Amnesty International (AI) a accusé aujourd'hui les forces de sécurité éthiopiennes d'exécutions extrajudiciaires et d'arrestations massives, bien que le Premier ministre réformiste du pays ait reçu le prix Nobel de la paix.

Dans un rapport publié aujourd'hui, l'organisation des droits de l'homme affirme que les forces de sécurité ont tué au moins 25 personnes en 2019 dans l'est de Guji et l'ouest de Guji, dans la région d'Oromia, soupçonnées de soutenir un groupe rebelle, le Armée de libération des Oromo et ancien groupe d'opposition en exil.

Selon l'organisation des droits de l'homme, au moins 10 000 personnes pourraient avoir été arrêtées entre janvier et septembre.

Le gouvernement du Premier ministre Abiy Ahmed, qui a reçu le prix Nobel de la paix en décembre pour des réformes politiques radicales et pour le rétablissement des liens avec l'Érythrée voisine, après deux décennies d'hostilités, n'a pas commenté le rapport, qui apparaît à la fois. où l'on craint le retour de certaines mesures répressives.

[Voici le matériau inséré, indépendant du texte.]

//! Embedding provider trait and the deterministic hashing implementation.
//!
//! The trait abstracts over embedding backends; the orchestration layer
//! only requires that embedding be deterministic and side-effect-free.
//! [`HashingEmbedder`] is the always-available implementation: a
//! feature-hashed bag of lowercase tokens, L2-normalised, so texts that
//! share vocabulary land near each other under cosine similarity. It is
//! deterministic across processes, which the router's exemplar scoring
//! and the test suite both rely on.

use async_trait::async_trait;

use crate::error::Result;

/// Trait for generating text embeddings.
///
/// Implementations must be deterministic: the same text always produces
/// the same vector for the lifetime of the provider.
#[async_trait]
pub trait EmbeddingProvider: Send + Sync {
    /// Generate an embedding for a single text.
    async fn embed(&self, text: &str) -> Result<Vec<f32>>;

    /// The embedding dimension.
    fn dimension(&self) -> usize;

    /// The provider name for diagnostics.
    fn name(&self) -> &str;
}

/// Deterministic feature-hashing embedder.
///
/// Tokenizes on non-alphanumeric boundaries, lowercases, hashes each
/// token into one of `dimension` buckets with FNV-1a, accumulates counts,
/// and L2-normalises. All components are non-negative, so cosine
/// similarity between two embeddings lands in [0, 1].
pub struct HashingEmbedder {
    dimension: usize,
}

impl HashingEmbedder {
    /// Default embedding dimension.
    pub const DEFAULT_DIMENSION: usize = 384;

    /// Create an embedder with the default dimension.
    pub fn new() -> Self {
        Self::with_dimension(Self::DEFAULT_DIMENSION)
    }

    /// Create an embedder with a specific dimension.
    pub fn with_dimension(dimension: usize) -> Self {
        Self {
            dimension: dimension.max(1),
        }
    }

    fn embed_text(&self, text: &str) -> Vec<f32> {
        let mut embedding = vec![0.0f32; self.dimension];

        for token in tokens(text) {
            let bucket = (fnv1a(token.as_bytes()) % self.dimension as u64) as usize;
            embedding[bucket] += 1.0;
        }

        let norm: f32 = embedding.iter().map(|x| x * x).sum::<f32>().sqrt();
        if norm > 0.0 {
            for val in &mut embedding {
                *val /= norm;
            }
        }

        embedding
    }
}

impl Default for HashingEmbedder {
    fn default() -> Self {
        Self::new()
    }
}

#[async_trait]
impl EmbeddingProvider for HashingEmbedder {
    async fn embed(&self, text: &str) -> Result<Vec<f32>> {
        Ok(self.embed_text(text))
    }

    fn dimension(&self) -> usize {
        self.dimension
    }

    fn name(&self) -> &str {
        "hashing"
    }
}

/// Lowercased alphanumeric tokens of at least two characters.
fn tokens(text: &str) -> impl Iterator<Item = String> + '_ {
    text.split(|c: char| !c.is_alphanumeric())
        .filter(|t| t.len() >= 2)
        .map(str::to_lowercase)
}

/// FNV-1a, inlined so hashing is stable across platforms and runs.
fn fnv1a(bytes: &[u8]) -> u64 {
    const OFFSET: u64 = 0xcbf2_9ce4_8422_2325;
    const PRIME: u64 = 0x0000_0100_0000_01b3;

    let mut hash = OFFSET;
    for &b in bytes {
        hash ^= u64::from(b);
        hash = hash.wrapping_mul(PRIME);
    }
    hash
}

/// Cosine similarity between two vectors of equal length.
///
/// Returns 0.0 when either vector has zero magnitude.
pub fn cosine_similarity(a: &[f32], b: &[f32]) -> f32 {
    if a.len() != b.len() {
        return 0.0;
    }
    let dot: f32 = a.iter().zip(b).map(|(x, y)| x * y).sum();
    let norm_a: f32 = a.iter().map(|x| x * x).sum::<f32>().sqrt();
    let norm_b: f32 = b.iter().map(|x| x * x).sum::<f32>().sqrt();
    if norm_a == 0.0 || norm_b == 0.0 {
        return 0.0;
    }
    dot / (norm_a * norm_b)
}

#[cfg(test)]
mod tests {
    use super::*;

    #[tokio::test]
    async fn test_embed_is_deterministic() {
        let embedder = HashingEmbedder::with_dimension(64);
        let a = embedder.embed("quantum mechanics").await.unwrap();
        let b = embedder.embed("quantum mechanics").await.unwrap();
        assert_eq!(a, b);
    }

    #[tokio::test]
    async fn test_embed_is_unit_normalised() {
        let embedder = HashingEmbedder::with_dimension(64);
        let v = embedder.embed("how do atoms bond together").await.unwrap();
        let norm: f32 = v.iter().map(|x| x * x).sum::<f32>().sqrt();
        assert!((norm - 1.0).abs() < 1e-5);
    }

    #[tokio::test]
    async fn test_embed_empty_text_is_zero_vector() {
        let embedder = HashingEmbedder::with_dimension(16);
        let v = embedder.embed("").await.unwrap();
        assert!(v.iter().all(|&x| x == 0.0));
    }

    #[tokio::test]
    async fn test_shared_vocabulary_scores_higher() {
        let embedder = HashingEmbedder::with_dimension(256);
        let query = embedder.embed("how do atoms bond together").await.unwrap();
        let close = embedder
            .embed("chemical bonds between atoms and molecules")
            .await
            .unwrap();
        let far = embedder
            .embed("kubernetes deployment rollout strategies")
            .await
            .unwrap();

        assert!(cosine_similarity(&query, &close) > cosine_similarity(&query, &far));
    }

    #[test]
    fn test_cosine_similarity_bounds() {
        let a = vec![1.0, 0.0];
        let b = vec![0.0, 1.0];
        assert_eq!(cosine_similarity(&a, &a), 1.0);
        assert_eq!(cosine_similarity(&a, &b), 0.0);
        assert_eq!(cosine_similarity(&a, &[]), 0.0);
    }

    #[test]
    fn test_tokens_skip_short_and_punctuation() {
        let toks: Vec<String> = tokens("A quick, brown fox? I").collect();
        assert_eq!(toks, vec!["quick", "brown", "fox"]);
    }

    #[test]
    fn test_fnv1a_known_value() {
        // FNV-1a of empty input is the offset basis.
        assert_eq!(fnv1a(b""), 0xcbf2_9ce4_8422_2325);
        assert_ne!(fnv1a(b"atoms"), fnv1a(b"atom"));
    }
}
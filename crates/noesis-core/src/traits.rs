//! Collaborator traits for the external store boundary.
//!
//! The orchestration layer never owns a vector index or a graph engine;
//! it talks to them through these narrow async interfaces. Production
//! backends live outside this repository; `noesis-store` provides
//! in-memory reference implementations for tests and demos.
//!
//! All traits require `Send + Sync` so store handles can be shared
//! across fan-out tasks behind `Arc`.

use async_trait::async_trait;

use crate::error::Result;
use crate::types::{EdgeDirection, GraphEdge, GraphNode, VectorMatch};

/// Nearest-neighbor search over one domain's stored vectors.
///
/// Implementations return matches ranked ascending by distance, breaking
/// exact distance ties by record id so rankings are deterministic.
#[async_trait]
pub trait VectorStore: Send + Sync {
    /// Return up to `k` nearest matches for the query vector.
    async fn search(&self, vector: &[f32], k: usize) -> Result<Vec<VectorMatch>>;
}

/// Typed-node, directed-edge storage for one domain's property graph.
#[async_trait]
pub trait GraphStore: Send + Sync {
    /// Look up a node by exact id.
    async fn get_node(&self, id: &str) -> Result<Option<GraphNode>>;

    /// All edges incident to a node in the given direction.
    async fn get_edges(&self, node_id: &str, direction: EdgeDirection)
    -> Result<Vec<GraphEdge>>;

    /// Look up a node by its `name` property, case-insensitively.
    ///
    /// Used by the connection finder's fallback endpoint resolution.
    async fn find_node_by_name(&self, name: &str) -> Result<Option<GraphNode>>;
}
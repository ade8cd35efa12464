//! Federated graph traversal for Noesis.
//!
//! Path discovery over the per-domain property graphs, crossing domain
//! boundaries wherever the same node id exists in more than one graph.

pub mod finder;

pub use finder::{ConnectionFinder, DEFAULT_MAX_HOPS};
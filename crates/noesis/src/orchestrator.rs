//! The orchestration facade.
//!
//! [`KnowledgeOrchestrator`] wires the router, fusion search, enhancer,
//! and connection finder over one domain registry and exposes the four
//! public operations: route, routed search, multi-domain search, and
//! connection finding.

use std::collections::BTreeMap;
use std::sync::Arc;

use serde::{Deserialize, Serialize};
use tracing::info;

use noesis_core::embedding::EmbeddingProvider;
use noesis_core::error::{Error, Result};
use noesis_core::registry::DomainRegistry;
use noesis_core::types::{ConnectionPath, Domain, RouterDecision, SearchReport};
use noesis_graph::{ConnectionFinder, DEFAULT_MAX_HOPS};
use noesis_router::{IntentRouter, RouterConfig};
use noesis_search::{FusionSearch, GraphEnhancer, SearchOptions};

/// A routed search: the router's decision plus the enriched results
/// from the chosen domain.
#[derive(Debug, Clone, Serialize, Deserialize)]
pub struct RoutedSearch {
    /// Which domain answered, and with what confidence.
    pub decision: RouterDecision,

    /// The enriched results from that domain.
    pub report: SearchReport,
}

// ============================================================================
// Builder
// ============================================================================

/// Assembles a [`KnowledgeOrchestrator`].
pub struct KnowledgeOrchestratorBuilder {
    registry: Option<Arc<DomainRegistry>>,
    embedder: Option<Arc<dyn EmbeddingProvider>>,
    exemplars: BTreeMap<Domain, Vec<String>>,
    router_config: RouterConfig,
    search_options: SearchOptions,
    enhancement_depth: usize,
    max_hops: usize,
}

impl KnowledgeOrchestratorBuilder {
    fn new() -> Self {
        Self {
            registry: None,
            embedder: None,
            exemplars: BTreeMap::new(),
            router_config: RouterConfig::default(),
            search_options: SearchOptions::default(),
            enhancement_depth: 1,
            max_hops: DEFAULT_MAX_HOPS,
        }
    }

    /// The domain registry every component searches against. Required.
    pub fn registry(mut self, registry: Arc<DomainRegistry>) -> Self {
        self.registry = Some(registry);
        self
    }

    /// The embedding provider shared by router and search. Required.
    pub fn embedder(mut self, embedder: Arc<dyn EmbeddingProvider>) -> Self {
        self.embedder = Some(embedder);
        self
    }

    /// Register a domain's exemplar intents for routing. Every domain
    /// needs a non-empty set before `build` succeeds.
    pub fn exemplars(mut self, domain: Domain, phrases: Vec<String>) -> Self {
        self.exemplars.insert(domain, phrases);
        self
    }

    /// Override router tuning.
    pub fn router_config(mut self, config: RouterConfig) -> Self {
        self.router_config = config;
        self
    }

    /// Default search options for calls that pass none.
    pub fn search_options(mut self, options: SearchOptions) -> Self {
        self.search_options = options;
        self
    }

    /// Graph enrichment depth in hops.
    pub fn enhancement_depth(mut self, depth: usize) -> Self {
        self.enhancement_depth = depth;
        self
    }

    /// Connection-finder traversal bound in hops.
    pub fn max_hops(mut self, max_hops: usize) -> Self {
        self.max_hops = max_hops;
        self
    }

    /// Build the orchestrator, embedding all exemplar intents.
    ///
    /// # Errors
    ///
    /// Configuration errors for a missing registry or embedder, or for
    /// incomplete exemplar coverage.
    pub async fn build(self) -> Result<KnowledgeOrchestrator> {
        let registry = self
            .registry
            .ok_or_else(|| Error::config("orchestrator requires a domain registry"))?;
        let embedder = self
            .embedder
            .ok_or_else(|| Error::config("orchestrator requires an embedding provider"))?;

        let router =
            IntentRouter::new(Arc::clone(&embedder), self.exemplars, self.router_config).await?;
        let fusion = FusionSearch::new(Arc::clone(&registry), Arc::clone(&embedder));
        let enhancer =
            GraphEnhancer::new(Arc::clone(&registry)).with_depth(self.enhancement_depth);
        let finder = ConnectionFinder::new(Arc::clone(&registry)).with_max_hops(self.max_hops);

        info!(
            domains = registry.len(),
            embedder = embedder.name(),
            "orchestrator ready"
        );
        Ok(KnowledgeOrchestrator {
            registry,
            router,
            fusion,
            enhancer,
            finder,
            options: self.search_options,
        })
    }
}

// ============================================================================
// Orchestrator
// ============================================================================

/// Routes, searches, enriches, and connects across knowledge domains.
pub struct KnowledgeOrchestrator {
    registry: Arc<DomainRegistry>,
    router: IntentRouter,
    fusion: FusionSearch,
    enhancer: GraphEnhancer,
    finder: ConnectionFinder,
    options: SearchOptions,
}

impl KnowledgeOrchestrator {
    /// Start assembling an orchestrator.
    pub fn builder() -> KnowledgeOrchestratorBuilder {
        KnowledgeOrchestratorBuilder::new()
    }

    /// Classify a query without searching.
    pub async fn route(&self, query: &str) -> Result<RouterDecision> {
        self.router.route(query).await
    }

    /// Route a query, search its winning domain, and enrich the hits.
    pub async fn search(
        &self,
        query: &str,
        options: Option<SearchOptions>,
    ) -> Result<RoutedSearch> {
        let decision = self.router.route(query).await?;
        let options = options.unwrap_or(self.options);
        let fused = self.fusion.search(query, &[decision.domain], options).await?;
        let results = self.enhancer.enhance(&fused.hits).await?;
        Ok(RoutedSearch {
            decision,
            report: SearchReport {
                results,
                warnings: fused.warnings,
            },
        })
    }

    /// Search every domain concurrently, merge, and enrich.
    pub async fn multi_domain_search(
        &self,
        query: &str,
        options: Option<SearchOptions>,
    ) -> Result<SearchReport> {
        let options = options.unwrap_or(self.options);
        let fused = self.fusion.search(query, &Domain::ALL, options).await?;
        let results = self.enhancer.enhance(&fused.hits).await?;
        Ok(SearchReport {
            results,
            warnings: fused.warnings,
        })
    }

    /// Find the shortest relationship path between two concepts.
    pub async fn find_connections(&self, from: &str, to: &str) -> Result<ConnectionPath> {
        self.finder.find(from, to).await
    }

    /// The registry this orchestrator searches.
    pub fn registry(&self) -> &DomainRegistry {
        &self.registry
    }
}
//! Multi-domain fan-out search with score fusion.
//!
//! The same embedded query is issued concurrently against every target
//! domain's vector store; all branches complete (or individually fail)
//! before the merge runs — a join barrier, not a race. A failed or
//! timed-out branch degrades the result with a warning marker; only the
//! loss of every target domain fails the call.

use std::sync::Arc;
use std::time::Duration;

use futures::future::join_all;
use serde::{Deserialize, Serialize};
use tracing::{debug, warn};

use noesis_core::embedding::EmbeddingProvider;
use noesis_core::error::{Error, Result};
use noesis_core::registry::DomainRegistry;
use noesis_core::types::{Domain, DomainWarning, SearchHit, VectorMatch};

// ============================================================================
// Options
// ============================================================================

/// Whether the merged list is re-truncated after fusion.
#[derive(Debug, Clone, Copy, PartialEq, Eq, Serialize, Deserialize)]
#[serde(rename_all = "snake_case")]
pub enum Truncation {
    /// Keep up to `k` hits from each domain (no re-truncation).
    PerDomain,

    /// Re-truncate the merged list to `k` overall.
    Overall,
}

/// Parameters for one fused search call.
#[derive(Debug, Clone, Copy, Serialize, Deserialize)]
pub struct SearchOptions {
    /// Hits requested per domain; must be at least 1.
    pub k: usize,

    /// Top-k semantics across domains.
    pub truncation: Truncation,

    /// Caller-supplied deadline per branch. A branch still pending when
    /// it elapses counts as a failed domain.
    #[serde(skip)]
    pub timeout: Option<Duration>,
}

impl SearchOptions {
    /// Options requesting `k` hits per domain, no deadline.
    pub fn new(k: usize) -> Self {
        Self {
            k,
            truncation: Truncation::PerDomain,
            ..Default::default()
        }
    }

    /// Set the truncation policy.
    pub fn with_truncation(mut self, truncation: Truncation) -> Self {
        self.truncation = truncation;
        self
    }

    /// Set the per-branch deadline.
    pub fn with_timeout(mut self, timeout: Duration) -> Self {
        self.timeout = Some(timeout);
        self
    }
}

impl Default for SearchOptions {
    fn default() -> Self {
        Self {
            k: 5,
            truncation: Truncation::PerDomain,
            timeout: None,
        }
    }
}

/// The outcome of a fused search: merged hits plus markers for any
/// domain that contributed nothing because its store failed.
#[derive(Debug, Clone, Serialize, Deserialize)]
pub struct FusedHits {
    /// Hits sorted by score descending, ties by `(domain, id)`.
    pub hits: Vec<SearchHit>,

    /// One marker per failed domain.
    #[serde(default, skip_serializing_if = "Vec::is_empty")]
    pub warnings: Vec<DomainWarning>,
}

// ============================================================================
// FusionSearch
// ============================================================================

/// Fans queries out across domain vector stores and fuses the results.
pub struct FusionSearch {
    registry: Arc<DomainRegistry>,
    embedder: Arc<dyn EmbeddingProvider>,
}

impl FusionSearch {
    /// Create a fusion searcher over the registered domains.
    pub fn new(registry: Arc<DomainRegistry>, embedder: Arc<dyn EmbeddingProvider>) -> Self {
        Self { registry, embedder }
    }

    /// Search the given target domains and merge the results.
    ///
    /// # Errors
    ///
    /// - `InvalidQuery` for a blank query, empty target set, or `k == 0`
    ///   (checked before any store I/O)
    /// - `AllDomainsUnavailable` when every target domain fails
    pub async fn search(
        &self,
        query: &str,
        domains: &[Domain],
        options: SearchOptions,
    ) -> Result<FusedHits> {
        let trimmed = query.trim();
        if trimmed.is_empty() {
            return Err(Error::invalid_query("query is empty"));
        }
        if domains.is_empty() {
            return Err(Error::invalid_query("no target domains"));
        }
        if options.k == 0 {
            return Err(Error::invalid_query("k must be positive"));
        }

        let embedding = self.embedder.embed(trimmed).await?;

        let registry = &self.registry;
        let branches = domains.iter().map(|&domain| {
            let embedding = &embedding;
            async move {
                let outcome = Self::search_domain(registry, embedding, domain, options).await;
                (domain, outcome)
            }
        });

        // Join barrier: every branch completes or fails before merging.
        let outcomes = join_all(branches).await;

        let mut hits = Vec::new();
        let mut warnings = Vec::new();
        for (domain, outcome) in outcomes {
            match outcome {
                Ok(matches) => {
                    debug!(domain = %domain, count = matches.len(), "domain search complete");
                    hits.extend(
                        matches
                            .into_iter()
                            .map(|m| SearchHit::from_match(domain, m)),
                    );
                }
                Err(err) => {
                    warn!(domain = %domain, error = %err, "domain search failed");
                    warnings.push(DomainWarning {
                        domain,
                        message: err.to_string(),
                    });
                }
            }
        }

        if warnings.len() == domains.len() {
            return Err(Error::AllDomainsUnavailable);
        }

        rank_hits(&mut hits);
        if options.truncation == Truncation::Overall {
            hits.truncate(options.k);
        }

        Ok(FusedHits { hits, warnings })
    }

    async fn search_domain(
        registry: &DomainRegistry,
        embedding: &[f32],
        domain: Domain,
        options: SearchOptions,
    ) -> Result<Vec<VectorMatch>> {
        let stores = registry.get(domain)?;
        let search = stores.vector.search(embedding, options.k);

        match options.timeout {
            Some(deadline) => tokio::time::timeout(deadline, search)
                .await
                .map_err(|_| Error::domain_unavailable(domain, "deadline elapsed"))?,
            None => search.await,
        }
    }
}

/// Sort hits by score descending; exact score ties break by
/// `(domain, id)` ascending so fused rankings are deterministic.
pub fn rank_hits(hits: &mut [SearchHit]) {
    hits.sort_by(|a, b| {
        b.score
            .total_cmp(&a.score)
            .then_with(|| a.domain.cmp(&b.domain))
            .then_with(|| a.id.cmp(&b.id))
    });
}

Les tensions entre certains des plus de 80 groupes ethniques éthiopiens ont augmenté, ainsi que certains appels à une plus grande autonomie, et le nouveau rapport documente également certaines des violences intercommunautaires dans les régions les plus peuplées du pays, Oromia et Amhara.

Selon l'organisation, cette violence est préoccupante, car le pays fait face à des élections nationales cruciales, désormais reportées en raison de la pandémie de Covid-19, qui constitueront une mesure pour soutenir les changements dans le pays depuis qu'Abiy Ahmed a pris ses fonctions, au début de 2018.

En l'absence de date électorale fixe et de mandats pour l'exécutif et pour les législatures régionales et fédérales se terminant en octobre, les partis politiques sont en désaccord sur les stratégies visant à éviter une éventuelle crise constitutionnelle.

Le nouveau rapport accuse un certain nombre d'acteurs de la violence de 2019, notamment les forces de police régionales spéciales, les responsables des autorités locales et les groupes armés de jeunes et de gardiens.

"L'enquête a identifié une opération de sécurité dans les régions d'Amhara et d'Oromia, caractérisée par une impunité difficile à imaginer dans l'Éthiopie d'aujourd'hui", a déclaré AI.

Les anciens détenus ont signalé plusieurs cas d'arrestation et de détention arbitraires de membres de leur famille, y compris d'enfants, lorsque les agents de sécurité n'ont pas pu trouver la personne qu'ils cherchaient à arrêter.

Dans la région d'Oromia, le gouvernement a lancé en janvier 2019 une offensive policière contre l'Armée de libération des Oromo, qui avait organisé des attaques armées dans la région.

Le groupe armé s'est séparé de l'aile politique du Front de libération Oromo, anciennement exilé, qui, dans le contexte des réformes de l'Éthiopie, est retourné dans le pays pour poursuivre un programme politique pacifique.

Dans la région d'Amhara, "au moins 150 personnes ont été tuées dans des conflits intercommunautaires, dans lesquels les forces de sécurité étaient complices", lit le rapport, déclarant qu'au moins 58 personnes de l'ethnie Qimant, qui revendiquent plus d'autonomie, ont été tuées dans 24 heures en janvier 2019.

"Les attaques et contre-attaques ont entraîné le déplacement interne de milliers de personnes des ethnies Amhara et Qimant."

Le chef adjoint du Bureau régional d'Amhara pour la paix et la sécurité a déclaré à Amnesty International que davantage de morts auraient pu se produire si les forces de sécurité n'avaient pas été déployées et a rejeté l'affirmation selon laquelle les forces de sécurité étaient complices de certaines des attaques.

Plusieurs autres bureaux du gouvernement n'ont pas répondu au rapport, a déclaré Amnesty International.

Deux groupes d'opposition ont répondu au nouveau document sur d'autres accusations.

Le rapport couvre la période allant jusqu'à la fin de 2019. Cependant, la situation dans la région d'Oromia s'est progressivement aggravée en 2020, avec une augmentation substantielle des arrestations massives, des exécutions extrajudiciaires et des destructions de biens dans des provinces qui n'avaient pas été précédemment affectées » , selon une déclaration conjointe du Front de libération oromo et du Congrès fédéraliste oromo.

"Le rapport est une preuve supplémentaire que la nouvelle administration n'a pas dérogé à la pratique d'étouffer vigoureusement la dissidence", a-t-il déclaré.